## Exercise details
Once the records below have been read, copy them all out exactly.

## Data for this exercise
#####

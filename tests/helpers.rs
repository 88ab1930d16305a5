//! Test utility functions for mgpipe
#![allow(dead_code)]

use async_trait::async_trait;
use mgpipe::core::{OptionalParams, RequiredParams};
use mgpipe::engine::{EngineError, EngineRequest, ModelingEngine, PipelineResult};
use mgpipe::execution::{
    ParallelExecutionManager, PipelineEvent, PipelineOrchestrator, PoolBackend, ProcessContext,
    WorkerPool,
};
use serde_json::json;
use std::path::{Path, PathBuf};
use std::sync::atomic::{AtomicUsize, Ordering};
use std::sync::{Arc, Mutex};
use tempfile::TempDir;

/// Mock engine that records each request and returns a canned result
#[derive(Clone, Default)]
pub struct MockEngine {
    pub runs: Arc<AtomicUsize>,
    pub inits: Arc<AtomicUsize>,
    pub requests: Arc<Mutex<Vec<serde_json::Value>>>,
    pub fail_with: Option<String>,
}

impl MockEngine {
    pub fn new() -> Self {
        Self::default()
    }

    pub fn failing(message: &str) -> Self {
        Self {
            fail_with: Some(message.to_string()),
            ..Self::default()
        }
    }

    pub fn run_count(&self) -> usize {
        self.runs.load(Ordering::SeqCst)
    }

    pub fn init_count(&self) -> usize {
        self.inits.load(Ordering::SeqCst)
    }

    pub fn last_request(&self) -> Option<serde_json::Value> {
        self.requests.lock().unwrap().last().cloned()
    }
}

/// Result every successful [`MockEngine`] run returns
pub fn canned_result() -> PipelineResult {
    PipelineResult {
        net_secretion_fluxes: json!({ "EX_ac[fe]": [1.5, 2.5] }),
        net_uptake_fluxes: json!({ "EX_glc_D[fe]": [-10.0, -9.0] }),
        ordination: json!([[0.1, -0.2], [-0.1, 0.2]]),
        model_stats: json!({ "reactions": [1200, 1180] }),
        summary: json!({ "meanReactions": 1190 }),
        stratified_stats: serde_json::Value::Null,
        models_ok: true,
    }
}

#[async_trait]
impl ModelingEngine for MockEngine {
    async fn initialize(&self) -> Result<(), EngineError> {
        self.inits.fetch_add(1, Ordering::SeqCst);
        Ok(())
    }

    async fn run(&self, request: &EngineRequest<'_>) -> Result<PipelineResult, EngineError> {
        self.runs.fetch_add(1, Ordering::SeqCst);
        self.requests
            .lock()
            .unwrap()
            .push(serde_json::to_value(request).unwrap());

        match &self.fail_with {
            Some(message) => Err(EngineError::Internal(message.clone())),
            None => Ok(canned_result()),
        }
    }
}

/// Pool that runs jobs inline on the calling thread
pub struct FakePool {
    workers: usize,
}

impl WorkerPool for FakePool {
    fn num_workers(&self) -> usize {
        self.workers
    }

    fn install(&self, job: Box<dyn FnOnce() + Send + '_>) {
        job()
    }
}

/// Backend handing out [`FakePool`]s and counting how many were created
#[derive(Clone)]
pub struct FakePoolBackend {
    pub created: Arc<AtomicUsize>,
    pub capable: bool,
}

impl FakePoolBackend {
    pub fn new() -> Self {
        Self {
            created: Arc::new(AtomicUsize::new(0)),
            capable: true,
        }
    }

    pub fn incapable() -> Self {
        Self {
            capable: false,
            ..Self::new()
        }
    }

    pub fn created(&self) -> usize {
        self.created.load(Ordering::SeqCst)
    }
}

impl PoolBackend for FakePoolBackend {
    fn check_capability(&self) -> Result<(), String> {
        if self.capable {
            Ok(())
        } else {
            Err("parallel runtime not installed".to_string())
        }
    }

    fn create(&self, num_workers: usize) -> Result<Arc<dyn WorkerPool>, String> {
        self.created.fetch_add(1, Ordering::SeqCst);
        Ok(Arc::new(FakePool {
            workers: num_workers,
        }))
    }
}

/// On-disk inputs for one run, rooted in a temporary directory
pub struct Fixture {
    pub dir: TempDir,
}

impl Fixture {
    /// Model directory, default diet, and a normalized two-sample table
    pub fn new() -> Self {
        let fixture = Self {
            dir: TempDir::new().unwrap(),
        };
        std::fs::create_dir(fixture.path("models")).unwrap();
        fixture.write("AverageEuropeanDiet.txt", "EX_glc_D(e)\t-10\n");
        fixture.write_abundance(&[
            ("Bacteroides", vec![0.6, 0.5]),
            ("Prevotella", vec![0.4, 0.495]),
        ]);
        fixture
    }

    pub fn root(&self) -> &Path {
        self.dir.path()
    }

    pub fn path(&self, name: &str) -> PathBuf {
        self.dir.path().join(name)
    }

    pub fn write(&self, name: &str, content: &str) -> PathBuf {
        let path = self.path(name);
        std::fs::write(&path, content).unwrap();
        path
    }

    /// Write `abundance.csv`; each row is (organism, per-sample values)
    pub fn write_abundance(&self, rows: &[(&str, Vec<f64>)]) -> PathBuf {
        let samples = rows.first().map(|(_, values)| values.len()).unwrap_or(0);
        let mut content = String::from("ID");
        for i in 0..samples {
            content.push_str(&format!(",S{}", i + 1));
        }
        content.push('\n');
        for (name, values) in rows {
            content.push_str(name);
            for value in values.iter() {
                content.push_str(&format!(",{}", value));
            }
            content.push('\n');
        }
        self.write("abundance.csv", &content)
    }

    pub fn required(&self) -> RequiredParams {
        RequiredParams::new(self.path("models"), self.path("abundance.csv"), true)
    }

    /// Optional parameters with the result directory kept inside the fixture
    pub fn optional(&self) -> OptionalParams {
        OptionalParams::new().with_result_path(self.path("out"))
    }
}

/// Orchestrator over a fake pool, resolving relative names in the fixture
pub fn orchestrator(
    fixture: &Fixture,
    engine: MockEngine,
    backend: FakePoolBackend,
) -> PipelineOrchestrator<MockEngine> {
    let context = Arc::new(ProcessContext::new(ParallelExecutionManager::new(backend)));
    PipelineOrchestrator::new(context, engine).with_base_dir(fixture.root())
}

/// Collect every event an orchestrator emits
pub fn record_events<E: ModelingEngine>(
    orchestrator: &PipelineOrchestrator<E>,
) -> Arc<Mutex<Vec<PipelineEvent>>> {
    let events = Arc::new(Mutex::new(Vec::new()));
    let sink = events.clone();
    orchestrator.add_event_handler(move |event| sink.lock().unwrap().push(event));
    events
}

#####

## Exercise response
filename tests/helpers.rs
repository 88ab1930d16305a5
//! Test utility functions for mgpipe
#![allow(dead_code)]

use async_trait::async_trait;
use mgpipe::core::{OptionalParams, RequiredParams};
use mgpipe::engine::{EngineError, EngineRequest, ModelingEngine, PipelineResult};
use mgpipe::execution::{
    ParallelExecutionManager, PipelineEvent, PipelineOrchestrator, PoolBackend, ProcessContext,
    WorkerPool,
};
use serde_json::json;
use std::path::{Path, PathBuf};
use std::sync::atomic::{AtomicUsize, Ordering};
use std::sync::{Arc, Mutex};
use tempfile::TempDir;

/// Mock engine that records each request and returns a canned result
#[derive(Clone, Default)]
pub struct MockEngine {
    pub runs: Arc<AtomicUsize>,
    pub inits: Arc<AtomicUsize>,
    pub requests: Arc<Mutex<Vec<serde_json::Value>>>,
    pub fail_with: Option<String>,
}

impl MockEngine {
    pub fn new() -> Self {
        Self::default()
    }

    pub fn failing(message: &str) -> Self {
        Self {
            fail_with: Some(message.to_string()),
            ..Self::default()
        }
    }

    pub fn run_count(&self) -> usize {
        self.runs.load(Ordering::SeqCst)
    }

    pub fn init_count(&self) -> usize {
        self.inits.load(Ordering::SeqCst)
    }

    pub fn last_request(&self) -> Option<serde_json::Value> {
        self.requests.lock().unwrap().last().cloned()
    }
}

/// Result every successful [`MockEngine`] run returns
pub fn canned_result() -> PipelineResult {
    PipelineResult {
        net_secretion_fluxes: json!({ "EX_ac[fe]": [1.5, 2.5] }),
        net_uptake_fluxes: json!({ "EX_glc_D[fe]": [-10.0, -9.0] }),
        ordination: json!([[0.1, -0.2], [-0.1, 0.2]]),
        model_stats: json!({ "reactions": [1200, 1180] }),
        summary: json!({ "meanReactions": 1190 }),
        stratified_stats: serde_json::Value::Null,
        models_ok: true,
    }
}

#[async_trait]
impl ModelingEngine for MockEngine {
    async fn initialize(&self) -> Result<(), EngineError> {
        self.inits.fetch_add(1, Ordering::SeqCst);
        Ok(())
    }

    async fn run(&self, request: &EngineRequest<'_>) -> Result<PipelineResult, EngineError> {
        self.runs.fetch_add(1, Ordering::SeqCst);
        self.requests
            .lock()
            .unwrap()
            .push(serde_json::to_value(request).unwrap());

        match &self.fail_with {
            Some(message) => Err(EngineError::Internal(message.clone())),
            None => Ok(canned_result()),
        }
    }
}

/// Pool that runs jobs inline on the calling thread
pub struct FakePool {
    workers: usize,
}

impl WorkerPool for FakePool {
    fn num_workers(&self) -> usize {
        self.workers
    }

    fn install(&self, job: Box<dyn FnOnce() + Send + '_>) {
        job()
    }
}

/// Backend handing out [`FakePool`]s and counting how many were created
#[derive(Clone)]
pub struct FakePoolBackend {
    pub created: Arc<AtomicUsize>,
    pub capable: bool,
}

impl FakePoolBackend {
    pub fn new() -> Self {
        Self {
            created: Arc::new(AtomicUsize::new(0)),
            capable: true,
        }
    }

    pub fn incapable() -> Self {
        Self {
            capable: false,
            ..Self::new()
        }
    }

    pub fn created(&self) -> usize {
        self.created.load(Ordering::SeqCst)
    }
}

impl PoolBackend for FakePoolBackend {
    fn check_capability(&self) -> Result<(), String> {
        if self.capable {
            Ok(())
        } else {
            Err("parallel runtime not installed".to_string())
        }
    }

    fn create(&self, num_workers: usize) -> Result<Arc<dyn WorkerPool>, String> {
        self.created.fetch_add(1, Ordering::SeqCst);
        Ok(Arc::new(FakePool {
            workers: num_workers,
        }))
    }
}

/// On-disk inputs for one run, rooted in a temporary directory
pub struct Fixture {
    pub dir: TempDir,
}

impl Fixture {
    /// Model directory, default diet, and a normalized two-sample table
    pub fn new() -> Self {
        let fixture = Self {
            dir: TempDir::new().unwrap(),
        };
        std::fs::create_dir(fixture.path("models")).unwrap();
        fixture.write("AverageEuropeanDiet.txt", "EX_glc_D(e)\t-10\n");
        fixture.write_abundance(&[
            ("Bacteroides", vec![0.6, 0.5]),
            ("Prevotella", vec![0.4, 0.495]),
        ]);
        fixture
    }

    pub fn root(&self) -> &Path {
        self.dir.path()
    }

    pub fn path(&self, name: &str) -> PathBuf {
        self.dir.path().join(name)
    }

    pub fn write(&self, name: &str, content: &str) -> PathBuf {
        let path = self.path(name);
        std::fs::write(&path, content).unwrap();
        path
    }

    /// Write `abundance.csv`; each row is (organism, per-sample values)
    pub fn write_abundance(&self, rows: &[(&str, Vec<f64>)]) -> PathBuf {
        let samples = rows.first().map(|(_, values)| values.len()).unwrap_or(0);
        let mut content = String::from("ID");
        for i in 0..samples {
            content.push_str(&format!(",S{}", i + 1));
        }
        content.push('\n');
        for (name, values) in rows {
            content.push_str(name);
            for value in values.iter() {
                content.push_str(&format!(",{}", value));
            }
            content.push('\n');
        }
        self.write("abundance.csv", &content)
    }

    pub fn required(&self) -> RequiredParams {
        RequiredParams::new(self.path("models"), self.path("abundance.csv"), true)
    }

    /// Optional parameters with the result directory kept inside the fixture
    pub fn optional(&self) -> OptionalParams {
        OptionalParams::new().with_result_path(self.path("out"))
    }
}

/// Orchestrator over a fake pool, resolving relative names in the fixture
pub fn orchestrator(
    fixture: &Fixture,
    engine: MockEngine,
    backend: FakePoolBackend,
) -> PipelineOrchestrator<MockEngine> {
    let context = Arc::new(ProcessContext::new(ParallelExecutionManager::new(backend)));
    PipelineOrchestrator::new(context, engine).with_base_dir(fixture.root())
}

/// Collect every event an orchestrator emits
pub fn record_events<E: ModelingEngine>(
    orchestrator: &PipelineOrchestrator<E>,
) -> Arc<Mutex<Vec<PipelineEvent>>> {
    let events = Arc::new(Mutex::new(Vec::new()));
    let sink = events.clone();
    orchestrator.add_event_handler(move |event| sink.lock().unwrap().push(event));
    events
}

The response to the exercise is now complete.